▶ [What is expected]:
What is the number of lines in the entries that contain the word "ExamListItem"? Reply with that number only.

▶ [Extracted material]:
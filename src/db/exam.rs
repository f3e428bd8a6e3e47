use color_eyre::{eyre::OptionExt, Result};
use sqlx::SqliteConnection;

use super::catalog::{get_or_create_chapter, get_or_create_subject};
use super::models::{
    ExamChapterModel, ExamChapterRow, ExamModel, ExamSnapshot, ExamSummaryModel, SubjectModel,
};
use super::Db;
use crate::models::{ChapterStatusInput, NewSubject};

impl Db {
    /// Create an exam with its nested subjects and chapters in one transaction.
    /// Returns the id of the new exam.
    pub async fn create_exam(
        &self,
        user_id: i64,
        title: &str,
        subjects: &[NewSubject],
    ) -> Result<i64> {
        let mut tx = self.pool.begin().await?;

        let exam_id: i64 =
            sqlx::query_scalar("INSERT INTO exams (title, user_id) VALUES (?, ?) RETURNING id")
                .bind(title)
                .bind(user_id)
                .fetch_one(&mut *tx)
                .await?;

        reconcile_subjects(&mut *tx, exam_id, subjects).await?;

        tx.commit().await?;

        tracing::info!("new exam created with id: {exam_id} for user_id: {user_id}");
        Ok(exam_id)
    }

    /// Merge a title change and additional structure into an existing exam.
    /// Existing subject associations and completion records are never removed.
    pub async fn update_exam(
        &self,
        exam: &ExamModel,
        title: Option<&str>,
        subjects: &[NewSubject],
    ) -> Result<()> {
        let mut tx = self.pool.begin().await?;

        // Takes the write lock before any catalog reads happen.
        let updated =
            sqlx::query("UPDATE exams SET title = COALESCE(?, title) WHERE id = ? AND user_id = ?")
                .bind(title)
                .bind(exam.id)
                .bind(exam.user_id)
                .execute(&mut *tx)
                .await?;

        if updated.rows_affected() == 0 {
            color_eyre::eyre::bail!("exam {} disappeared during update", exam.id);
        }

        reconcile_subjects(&mut *tx, exam.id, subjects).await?;

        tx.commit().await?;

        tracing::info!("exam updated with id: {} by user_id: {}", exam.id, exam.user_id);
        Ok(())
    }

    pub async fn exams(&self, user_id: i64) -> Result<Vec<ExamSummaryModel>> {
        let exams = sqlx::query_as::<_, ExamSummaryModel>(
            r#"
            SELECT
              e.id AS id,
              e.title AS title,
              (SELECT COUNT(*) FROM exam_subjects es WHERE es.exam_id = e.id) AS subjects_count,
              (SELECT COUNT(*) FROM exam_chapters ec WHERE ec.exam_id = e.id) AS total_chapters,
              (SELECT COUNT(*) FROM exam_chapters ec
                 WHERE ec.exam_id = e.id AND ec.is_completed = 1) AS completed_chapters
            FROM exams e
            WHERE e.user_id = ?
            ORDER BY e.id DESC
            "#,
        )
        .bind(user_id)
        .fetch_all(&self.pool)
        .await?;

        Ok(exams)
    }

    /// Fetch an exam only if it belongs to `user_id`.
    pub async fn exam_for_user(&self, exam_id: i64, user_id: i64) -> Result<Option<ExamModel>> {
        let exam = sqlx::query_as::<_, ExamModel>(
            "SELECT id, title, user_id FROM exams WHERE id = ? AND user_id = ?",
        )
        .bind(exam_id)
        .bind(user_id)
        .fetch_optional(&self.pool)
        .await?;

        Ok(exam)
    }

    pub async fn exam_snapshot(&self, exam_id: i64) -> Result<ExamSnapshot> {
        let exam =
            sqlx::query_as::<_, ExamModel>("SELECT id, title, user_id FROM exams WHERE id = ?")
                .bind(exam_id)
                .fetch_optional(&self.pool)
                .await?
                .ok_or_eyre("exam not found")?;

        let subjects = sqlx::query_as::<_, SubjectModel>(
            r#"
            SELECT s.id AS id, s.name AS name
            FROM exam_subjects es
            JOIN subjects s ON s.id = es.subject_id
            WHERE es.exam_id = ?
            ORDER BY s.name, s.id
            "#,
        )
        .bind(exam_id)
        .fetch_all(&self.pool)
        .await?;

        let chapters = sqlx::query_as::<_, ExamChapterRow>(
            r#"
            SELECT
              c.id AS chapter_id,
              c.title AS title,
              c.chapter_number AS chapter_number,
              ec.is_completed AS is_completed,
              s.id AS subject_id,
              s.name AS subject_name
            FROM exam_chapters ec
            JOIN chapters c ON c.id = ec.chapter_id
            JOIN subjects s ON s.id = c.subject_id
            WHERE ec.exam_id = ?
            ORDER BY s.name, c.chapter_number, c.id
            "#,
        )
        .bind(exam_id)
        .fetch_all(&self.pool)
        .await?;

        Ok(ExamSnapshot {
            exam,
            subjects,
            chapters,
        })
    }

    /// Set completion of a chapter that is already part of the exam.
    /// Returns `None` when the exam has no record for `chapter_id`.
    pub async fn set_chapter_status(
        &self,
        exam: &ExamModel,
        chapter_id: i64,
        is_completed: bool,
    ) -> Result<Option<ExamChapterModel>> {
        let mut conn = self.pool.acquire().await?;
        let record = update_completion(&mut *conn, exam.id, chapter_id, is_completed).await?;

        if record.is_some() {
            tracing::info!(
                "chapter {chapter_id} of exam {} set to completed={is_completed}",
                exam.id
            );
        }
        Ok(record)
    }

    /// Apply every entry independently. Returns the updated records and the
    /// chapter ids that have no record in this exam.
    pub async fn set_chapter_statuses(
        &self,
        exam: &ExamModel,
        entries: &[ChapterStatusInput],
    ) -> Result<(Vec<ExamChapterModel>, Vec<i64>)> {
        let mut tx = self.pool.begin().await?;
        let mut updated = Vec::new();
        let mut missing = Vec::new();

        for entry in entries {
            match update_completion(&mut *tx, exam.id, entry.chapter_id, entry.is_completed).await? {
                Some(record) => updated.push(record),
                None => missing.push(entry.chapter_id),
            }
        }

        tx.commit().await?;

        tracing::info!(
            "bulk status update on exam {}: {} updated, {} missing",
            exam.id,
            updated.len(),
            missing.len()
        );
        Ok((updated, missing))
    }

    /// Delete an owned exam. Its associations and completion records go with
    /// it; catalog subjects and chapters stay.
    pub async fn delete_exam(&self, exam_id: i64, user_id: i64) -> Result<bool> {
        let deleted = sqlx::query("DELETE FROM exams WHERE id = ? AND user_id = ?")
            .bind(exam_id)
            .bind(user_id)
            .execute(&self.pool)
            .await?;

        let deleted = deleted.rows_affected() > 0;
        if deleted {
            tracing::info!("exam deleted with id: {exam_id} by user_id: {user_id}");
        }
        Ok(deleted)
    }
}

/// Resolve every subject and chapter against the catalog and attach them to
/// the exam. Known (exam, chapter) pairs are not duplicated; their completion
/// changes only when the entry states it explicitly.
async fn reconcile_subjects(
    conn: &mut SqliteConnection,
    exam_id: i64,
    subjects: &[NewSubject],
) -> Result<()> {
    for entry in subjects {
        let subject = get_or_create_subject(conn, &entry.name).await?;

        sqlx::query(
            "INSERT INTO exam_subjects (exam_id, subject_id) VALUES (?, ?) ON CONFLICT DO NOTHING",
        )
        .bind(exam_id)
        .bind(subject.id)
        .execute(&mut *conn)
        .await?;

        for chapter in &entry.chapters {
            let model =
                get_or_create_chapter(conn, subject.id, &chapter.title, chapter.chapter_number)
                    .await?;

            sqlx::query(
                r#"
                INSERT INTO exam_chapters (exam_id, chapter_id, is_completed)
                VALUES (?1, ?2, COALESCE(?3, 0))
                ON CONFLICT(exam_id, chapter_id) DO UPDATE
                SET is_completed = ?3, updated_at = CURRENT_TIMESTAMP
                WHERE ?3 IS NOT NULL
                "#,
            )
            .bind(exam_id)
            .bind(model.id)
            .bind(chapter.is_completed)
            .execute(&mut *conn)
            .await?;
        }
    }

    Ok(())
}

async fn update_completion(
    conn: &mut SqliteConnection,
    exam_id: i64,
    chapter_id: i64,
    is_completed: bool,
) -> Result<Option<ExamChapterModel>> {
    let record = sqlx::query_as::<_, ExamChapterModel>(
        r#"
        UPDATE exam_chapters
        SET is_completed = ?, updated_at = CURRENT_TIMESTAMP
        WHERE exam_id = ? AND chapter_id = ?
        RETURNING id, exam_id, chapter_id, is_completed, created_at, updated_at
        "#,
    )
    .bind(is_completed)
    .bind(exam_id)
    .bind(chapter_id)
    .fetch_optional(&mut *conn)
    .await?;

    Ok(record)
}
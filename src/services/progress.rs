//! Read-side projections of an exam: detail view, list summary and stats.
//!
//! Progress is never stored. It is always recomputed from the completion
//! records with [`percent`], at exam level and per subject alike.

use serde::Serialize;

use crate::db::models::{ExamChapterRow, ExamSnapshot, ExamSummaryModel, SubjectModel};

/// `round(100 * completed / total)` with halves rounded up, `0` when `total == 0`.
pub fn percent(completed: i64, total: i64) -> i64 {
    if total <= 0 {
        return 0;
    }
    (200 * completed + total) / (2 * total)
}

#[derive(Debug, Clone, PartialEq, Eq, Serialize)]
pub struct ChapterDetail {
    pub id: i64,
    pub title: String,
    pub chapter_number: i64,
    pub is_completed: bool,
}

#[derive(Debug, Clone, PartialEq, Eq, Serialize)]
pub struct SubjectDetail {
    pub id: i64,
    pub name: String,
    pub progress: i64,
    pub chapters: Vec<ChapterDetail>,
}

#[derive(Debug, Clone, PartialEq, Eq, Serialize)]
pub struct ExamDetail {
    pub id: i64,
    pub title: String,
    pub progress: i64,
    pub subjects: Vec<SubjectDetail>,
}

#[derive(Debug, Clone, PartialEq, Eq, Serialize)]
pub struct ExamListItem {
    pub id: i64,
    pub title: String,
    pub progress: i64,
    pub subjects_count: i64,
    pub total_chapters: i64,
    pub completed_chapters: i64,
}

#[derive(Debug, Clone, PartialEq, Eq, Serialize)]
pub struct SubjectStats {
    pub id: i64,
    pub subject_name: String,
    pub total_chapters: i64,
    pub completed_chapters: i64,
    pub progress: i64,
}

#[derive(Debug, Clone, PartialEq, Eq, Serialize)]
pub struct ExamStats {
    pub exam_id: i64,
    pub exam_title: String,
    pub overall_progress: i64,
    pub total_chapters: i64,
    pub completed_chapters: i64,
    pub pending_chapters: i64,
    pub subjects_count: i64,
    pub subjects_stats: Vec<SubjectStats>,
}

fn completed(chapters: &[&ExamChapterRow]) -> i64 {
    chapters.iter().filter(|c| c.is_completed).count() as i64
}

fn chapters_of<'a>(snapshot: &'a ExamSnapshot, subject: &SubjectModel) -> Vec<&'a ExamChapterRow> {
    let mut chapters: Vec<&ExamChapterRow> = snapshot
        .chapters
        .iter()
        .filter(|c| c.subject_id == subject.id)
        .collect();
    chapters.sort_by_key(|c| (c.chapter_number, c.chapter_id));
    chapters
}

/// Subjects of the exam sorted by name, including those without chapters.
fn sorted_subjects(snapshot: &ExamSnapshot) -> Vec<&SubjectModel> {
    let mut subjects: Vec<&SubjectModel> = snapshot.subjects.iter().collect();
    subjects.sort_by(|a, b| a.name.cmp(&b.name).then(a.id.cmp(&b.id)));
    subjects
}

pub fn exam_progress(snapshot: &ExamSnapshot) -> i64 {
    let all: Vec<&ExamChapterRow> = snapshot.chapters.iter().collect();
    percent(completed(&all), all.len() as i64)
}

pub fn detail(snapshot: &ExamSnapshot) -> ExamDetail {
    let subjects = sorted_subjects(snapshot)
        .into_iter()
        .map(|subject| {
            let chapters = chapters_of(snapshot, subject);
            SubjectDetail {
                id: subject.id,
                name: subject.name.clone(),
                progress: percent(completed(&chapters), chapters.len() as i64),
                chapters: chapters
                    .into_iter()
                    .map(|c| ChapterDetail {
                        id: c.chapter_id,
                        title: c.title.clone(),
                        chapter_number: c.chapter_number,
                        is_completed: c.is_completed,
                    })
                    .collect(),
            }
        })
        .collect();

    ExamDetail {
        id: snapshot.exam.id,
        title: snapshot.exam.title.clone(),
        progress: exam_progress(snapshot),
        subjects,
    }
}

pub fn list_item(summary: &ExamSummaryModel) -> ExamListItem {
    ExamListItem {
        id: summary.id,
        title: summary.title.clone(),
        progress: percent(summary.completed_chapters, summary.total_chapters),
        subjects_count: summary.subjects_count,
        total_chapters: summary.total_chapters,
        completed_chapters: summary.completed_chapters,
    }
}

pub fn stats(snapshot: &ExamSnapshot) -> ExamStats {
    let all: Vec<&ExamChapterRow> = snapshot.chapters.iter().collect();
    let total_chapters = all.len() as i64;
    let completed_chapters = completed(&all);

    let subjects_stats = sorted_subjects(snapshot)
        .into_iter()
        .map(|subject| {
            let chapters = chapters_of(snapshot, subject);
            let total = chapters.len() as i64;
            let done = completed(&chapters);
            SubjectStats {
                id: subject.id,
                subject_name: subject.name.clone(),
                total_chapters: total,
                completed_chapters: done,
                progress: percent(done, total),
            }
        })
        .collect();

    ExamStats {
        exam_id: snapshot.exam.id,
        exam_title: snapshot.exam.title.clone(),
        overall_progress: percent(completed_chapters, total_chapters),
        total_chapters,
        completed_chapters,
        pending_chapters: total_chapters - completed_chapters,
        subjects_count: snapshot.subjects.len() as i64,
        subjects_stats,
    }
}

▶ [Reply to the task]:
3